Posted on Monday, April 4, 2016 by Michael
The Rutland Herald reported recently that…
A proposed social media policy that would cover both town employees and elected officials was met with pushback last week in Rockingham, with Select Board members saying they felt the proposed policy was a threat to their First Amendment rights…
Abby Friedman, director of the municipal assistance center for the [Vermont League of Cities and Towns], said Friday that many larger towns and cities in Vermont have social media policies, but she said she didn’t know whether they had adopted the one drafted by the league.
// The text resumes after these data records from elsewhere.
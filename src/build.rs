//! Site building orchestration.
//!
//! One build pass runs sequentially: config → templates → posts → cache-gated
//! per-post rendering → aggregate pages → feeds → static assets → cache
//! persistence. The pass is non-resumable; the cache snapshots are persisted
//! only at the very end, so a crash mid-pass never makes a later pass believe
//! partial output is complete.
//!
//! Cascade rule: per-post output is gated on the content hash of its own
//! source, but the root page, tag pages and pagination pages aggregate
//! across all posts and are regenerated whenever anything changed.

use crate::{
    assets,
    cache::{self, BuildCache},
    config::{SiteConfig, SitePaths},
    content::{self, Post},
    enrich, feeds, log,
    pages::{self, TagIndex},
    template::{self, Templates},
};
use anyhow::{Context, Result};
use rustc_hash::FxHashMap;
use std::{fs, path::Path};

/// Summary of one build pass.
#[derive(Debug, Clone, Copy)]
pub struct BuildOutcome {
    /// Posts whose output was (re)generated this pass
    pub rebuilt_posts: usize,
    /// All non-draft posts seen
    pub total_posts: usize,
}

/// Run one build pass. `full` ignores the cache and clears the output
/// directory first; an incremental pass only overwrites and adds.
///
/// Per-post gating hashes the markdown source only. Editing a template
/// refreshes aggregate pages but not already-written post pages; a full
/// pass propagates template changes to unchanged posts.
pub fn build_site(paths: &SitePaths, full: bool) -> Result<BuildOutcome> {
    let config = SiteConfig::load(&paths.root);
    let templates = template::load_templates(&paths.templates)?;
    let posts = load_sorted_posts(&paths.content)?;

    prepare_output(&paths.output, full)?;

    let mut content_cache = BuildCache::load(&paths.cache_file);
    let mut image_cache = BuildCache::load(&paths.image_cache_file);

    // Per-post rendering, cache-gated. A recorded hash means the page was
    // actually written; a skipped post stays unrecorded so the next pass
    // retries it.
    let mut rebuilt = 0usize;
    for post in posts.iter().filter(|p| !p.draft) {
        let hash = cache::hash_file(&post.source_path)?;
        if content_cache.should_rebuild(&post.source_path, &hash, full) {
            if !render_post_page(post, &posts, &templates, &config, &paths.output)? {
                continue;
            }
            rebuilt += 1;
        }
        content_cache.record(&post.source_path, hash);
    }

    // Aggregate pages: always regenerated, coarse-grained by design
    let listed = listed_posts(&posts);
    let index = TagIndex::build(&posts);
    render_tag_pages(&index, &templates, &config, &paths.output)?;
    render_pagination_pages(&listed, &index, &posts, &templates, &config, &paths.output)?;

    feeds::write_rss(&posts, &config, &paths.output)?;
    feeds::write_sitemap(&posts, &config, &paths.output)?;

    let asset_count = assets::process_static(paths, &mut image_cache, full)?;
    copy_custom_not_found(paths)?;

    content_cache.persist()?;
    image_cache.persist()?;

    let total_posts = posts.iter().filter(|p| !p.draft).count();
    log!("build"; "{rebuilt}/{total_posts} posts, {asset_count} assets");

    Ok(BuildOutcome {
        rebuilt_posts: rebuilt,
        total_posts,
    })
}

/// Load all posts, newest first. Source enumeration is path-sorted and the
/// date sort is stable, so pass order is deterministic.
fn load_sorted_posts(content_root: &Path) -> Result<Vec<Post>> {
    let mut posts = content::load_posts(content_root)?;
    posts.sort_by(|a, b| b.date.cmp(&a.date));
    Ok(posts)
}

/// Non-draft, non-special posts in listing order.
fn listed_posts(posts: &[Post]) -> Vec<&Post> {
    posts.iter().filter(|p| !p.draft && !p.is_special()).collect()
}

/// Create the output directory; a full rebuild clears it first.
fn prepare_output(output: &Path, full: bool) -> Result<()> {
    if full && output.exists() {
        fs::remove_dir_all(output)
            .with_context(|| format!("Failed to clear {}", output.display()))?;
    }
    fs::create_dir_all(output)
        .with_context(|| format!("Failed to create {}", output.display()))?;
    Ok(())
}

// ============================================================================
// Post Pages
// ============================================================================

/// Render one post with its named template (falling back to `post` then
/// `default`) and write `{slug}.html`. A missing template logs and skips the
/// document; the rest of the pass proceeds. Returns whether the page was
/// written.
fn render_post_page(
    post: &Post,
    all: &[Post],
    templates: &Templates,
    config: &SiteConfig,
    output: &Path,
) -> Result<bool> {
    let Some(tpl) = template::select(templates, &post.template) else {
        log!("warn"; "no template for {}, skipping", post.slug);
        return Ok(false);
    };

    let related = enrich::related_posts(post, all);

    let mut vars = site_vars(config);
    vars.insert("title", pages::escape_html(&post.title));
    vars.insert("content", post.content.clone());
    vars.insert("date", pages::format_date(&post.date, &config.language));
    vars.insert("dateISO", pages::format_date_iso(&post.date));
    vars.insert("description", pages::escape_html(&post.description));
    vars.insert("tags", pages::tag_links(&post.tags));
    vars.insert("toc", post.toc.clone());
    vars.insert("readingTime", post.reading_time.to_string());
    vars.insert("relatedPosts", pages::related_list(&related));
    vars.insert("metaTags", pages::meta_tags(post, config));
    vars.insert("progressBar", pages::progress_bar());

    let html = template::render(tpl, &vars);
    write_html(&output.join(format!("{}.html", post.slug)), &html)?;
    Ok(true)
}

// ============================================================================
// Aggregate Pages
// ============================================================================

/// One tag page per tag: `tags/{slugified-tag}.html`.
fn render_tag_pages(
    index: &TagIndex,
    templates: &Templates,
    config: &SiteConfig,
    output: &Path,
) -> Result<()> {
    for (tag, posts) in &index.tags {
        let Some(tpl) = template::select(templates, "tag") else {
            log!("warn"; "no template for tag pages, skipping");
            return Ok(());
        };

        let mut vars = list_vars(config, index);
        vars.insert("title", pages::escape_html(tag));
        vars.insert("posts", pages::post_list(posts, config));
        vars.insert("pagination", String::new());

        let html = template::render(tpl, &vars);
        write_html(
            &output.join("tags").join(format!("{}.html", enrich::slugify(tag))),
            &html,
        )?;
    }
    Ok(())
}

/// Pagination pages `page/{n}.html`; page 1 is mirrored to the output root
/// unless an explicit root document (`index` slug) exists.
fn render_pagination_pages(
    listed: &[&Post],
    index: &TagIndex,
    all: &[Post],
    templates: &Templates,
    config: &SiteConfig,
    output: &Path,
) -> Result<()> {
    let Some(tpl) = template::select(templates, "list") else {
        log!("warn"; "no template for list pages, skipping");
        return Ok(());
    };

    let has_custom_root = all.iter().any(|p| p.slug == "index" && !p.draft);

    for page in pages::paginate(listed, config.posts_per_page) {
        let mut vars = list_vars(config, index);
        vars.insert("title", pages::escape_html(&config.title));
        vars.insert("posts", pages::post_list(&page.posts, config));
        vars.insert("pagination", pages::pagination_nav(&page, !has_custom_root));

        let html = template::render(tpl, &vars);
        write_html(&output.join("page").join(format!("{}.html", page.number)), &html)?;

        if page.number == 1 && !has_custom_root {
            write_html(&output.join("index.html"), &html)?;
        }
    }
    Ok(())
}

// ============================================================================
// Helpers
// ============================================================================

/// Placeholder values shared by every page.
fn site_vars(config: &SiteConfig) -> FxHashMap<&'static str, String> {
    let mut vars = FxHashMap::default();
    vars.insert("siteTitle", pages::escape_html(&config.title));
    vars.insert("siteUrl", config.site_url.clone());
    vars.insert("author", pages::escape_html(&config.author));
    vars
}

/// Placeholder values for list-style pages (root, tags, pagination).
fn list_vars<'a>(config: &SiteConfig, index: &TagIndex) -> FxHashMap<&'a str, String> {
    let mut vars = site_vars(config);
    vars.insert("description", pages::escape_html(&config.description));
    vars.insert("tagsList", pages::tags_list(index));
    vars.insert("metaTags", format!(
        "<meta name=\"description\" content=\"{}\">",
        pages::escape_html(&config.description)
    ));
    vars.insert("progressBar", String::new());
    vars
}

fn write_html(path: &Path, html: &str) -> Result<()> {
    if let Some(parent) = path.parent() {
        fs::create_dir_all(parent)?;
    }
    fs::write(path, html).with_context(|| format!("Failed to write {}", path.display()))
}

/// A `404.html` in the templates directory is copied verbatim as the
/// not-found document, unless the content tree already produced one. The
/// 404 page is a build artifact; the server never resolves it dynamically.
fn copy_custom_not_found(paths: &SitePaths) -> Result<()> {
    let custom = paths.templates.join("404.html");
    let dest = paths.output.join("404.html");
    if custom.exists() && !dest.exists() {
        fs::copy(&custom, &dest)
            .with_context(|| format!("Failed to copy {}", custom.display()))?;
    }
    Ok(())
}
She said Barre City, Williston and Colchester were among the larger communities that had policies.
“The policy was written back in 2010. It was before Front Porch (Forum) existed. We need to look at our policy too to see if it needs any updating,” she said, noting that a lot of towns were concerned about the social media issue.
Chris Winters, deputy director of the Vermont Secretary of State’s office, said his office so far had not given towns and town officials any official guidance on the issue.
“Eventually, this summer, we were thinking of putting together some guidance,” he said. “And give the towns some help on online and social media behavior.”
In many Vermont communities, more than half of the households participate on their local FPF. So many more residents of these Towns read comments on FPF than would ever attend selectboard meetings. If we want healthy local democracy, we should update state and local policies to encourage participation… not the opposite.
One correction… FPF has been serving Vermont Towns since 2006, and we’ve had public officials participating during each of the past ten years.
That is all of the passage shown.